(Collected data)
[Start of section]

//! [`ResourceStore`] backed by the Kubernetes API.

use std::collections::BTreeSet;
use std::fmt::Debug;

use async_trait::async_trait;
use k8s_openapi::api::apps::v1::Deployment;
use k8s_openapi::api::core::v1::{ConfigMap, PersistentVolumeClaim, Secret, Service};
use k8s_openapi::NamespaceResourceScope;
use kube::api::{ListParams, Patch, PatchParams, PostParams};
use kube::{Api, Client, Resource};
use serde::Serialize;
use serde::de::DeserializeOwned;
use serde_json::{Value, json};
use tracing::debug;

use super::{CreateOutcome, LabelPatch, ResourceStore};
use crate::controller::context::FIELD_MANAGER;
use crate::controller::error::{Error, Result};
use crate::resources::{DependentKind, DependentManifest};

/// Store that reads and writes dependents through the API server.
#[derive(Clone)]
pub struct KubeStore {
    client: Client,
}

impl KubeStore {
    pub fn new(client: Client) -> Self {
        Self { client }
    }

    fn api<K>(&self, namespace: &str) -> Api<K>
    where
        K: Resource<Scope = NamespaceResourceScope>,
        <K as Resource>::DynamicType: Default,
    {
        Api::namespaced(self.client.clone(), namespace)
    }
}

async fn list_names_of<K>(api: Api<K>) -> Result<BTreeSet<String>>
where
    K: Resource + Clone + DeserializeOwned + Debug,
    <K as Resource>::DynamicType: Default,
{
    let list = api.list_metadata(&ListParams::default()).await?;
    Ok(list
        .items
        .into_iter()
        .filter_map(|item| item.metadata.name)
        .collect())
}

async fn create_object<K>(api: Api<K>, object: K) -> Result<CreateOutcome>
where
    K: Resource + Clone + DeserializeOwned + Serialize + Debug,
    <K as Resource>::DynamicType: Default,
{
    let name = object.meta().name.clone().unwrap_or_default();
    let params = PostParams {
        field_manager: Some(FIELD_MANAGER.to_string()),
        ..Default::default()
    };
    let result = api
        .create(&params, &object)
        .await
        .map(|created| created.meta().name.clone().unwrap_or_else(|| name.clone()));
    create_outcome(name, result)
}

/// Map the result of a create call; only `AlreadyExists` counts as adoption.
fn create_outcome(name: String, result: kube::Result<String>) -> Result<CreateOutcome> {
    match result.map_err(Error::from) {
        Ok(created) => Ok(CreateOutcome::Created(created)),
        Err(e) if e.is_already_exists() => {
            debug!(name = %name, "Object already exists, adopting");
            Ok(CreateOutcome::AlreadyExists(name))
        }
        Err(e) => Err(e),
    }
}

/// Merge-patch `name` with a body built around its current resourceVersion.
///
/// The API server rejects the patch with 409 Conflict when the object changed
/// after the read.
async fn guarded_merge_patch<K, F>(api: Api<K>, name: &str, build: F) -> Result<()>
where
    K: Resource + Clone + DeserializeOwned + Debug,
    <K as Resource>::DynamicType: Default,
    F: FnOnce(Option<String>) -> Value,
{
    let current = api.get_metadata(name).await?;
    let body = build(current.metadata.resource_version);
    api.patch(
        name,
        &PatchParams::apply(FIELD_MANAGER),
        &Patch::Merge(&body),
    )
    .await?;
    Ok(())
}

fn labels_body(patch: &LabelPatch) -> impl FnOnce(Option<String>) -> Value + '_ {
    move |resource_version| {
        json!({
            "metadata": {
                "labels": patch,
                "resourceVersion": resource_version,
            }
        })
    }
}

#[async_trait]
impl ResourceStore for KubeStore {
    async fn list_names(&self, kind: DependentKind, namespace: &str) -> Result<BTreeSet<String>> {
        match kind {
            DependentKind::VolumeClaim => {
                list_names_of(self.api::<PersistentVolumeClaim>(namespace)).await
            }
            DependentKind::ConfigMap => list_names_of(self.api::<ConfigMap>(namespace)).await,
            DependentKind::Secret => list_names_of(self.api::<Secret>(namespace)).await,
            DependentKind::Service => list_names_of(self.api::<Service>(namespace)).await,
            DependentKind::Deployment => list_names_of(self.api::<Deployment>(namespace)).await,
        }
    }

    async fn create(&self, namespace: &str, manifest: DependentManifest) -> Result<CreateOutcome> {
        match manifest {
            DependentManifest::VolumeClaim(o) => create_object(self.api(namespace), o).await,
            DependentManifest::ConfigMap(o) => create_object(self.api(namespace), o).await,
            DependentManifest::Secret(o) => create_object(self.api(namespace), o).await,
            DependentManifest::Service(o) => create_object(self.api(namespace), o).await,
            DependentManifest::Deployment(o) => create_object(self.api(namespace), o).await,
        }
    }

    async fn patch_labels(
        &self,
        kind: DependentKind,
        namespace: &str,
        name: &str,
        patch: &LabelPatch,
    ) -> Result<()> {
        let body = labels_body(patch);
        match kind {
            DependentKind::VolumeClaim => {
                guarded_merge_patch(self.api::<PersistentVolumeClaim>(namespace), name, body).await
            }
            DependentKind::ConfigMap => {
                guarded_merge_patch(self.api::<ConfigMap>(namespace), name, body).await
            }
            DependentKind::Secret => {
                guarded_merge_patch(self.api::<Secret>(namespace), name, body).await
            }
            DependentKind::Service => {
                guarded_merge_patch(self.api::<Service>(namespace), name, body).await
            }
            DependentKind::Deployment => {
                guarded_merge_patch(self.api::<Deployment>(namespace), name, body).await
            }
        }
    }

    async fn patch_storage_request(&self, namespace: &str, name: &str, size: &str) -> Result<()> {
        guarded_merge_patch(
            self.api::<PersistentVolumeClaim>(namespace),
            name,
            |resource_version| {
                json!({
                    "metadata": { "resourceVersion": resource_version },
                    "spec": { "resources": { "requests": { "storage": size } } }
                })
            },
        )
        .await
    }
}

[End of section]

*TASK ITEM*: For each line above that has the word "ListParams", add one to a tally, and report the final tally alone.

*EXERCISE ANSWER*: 2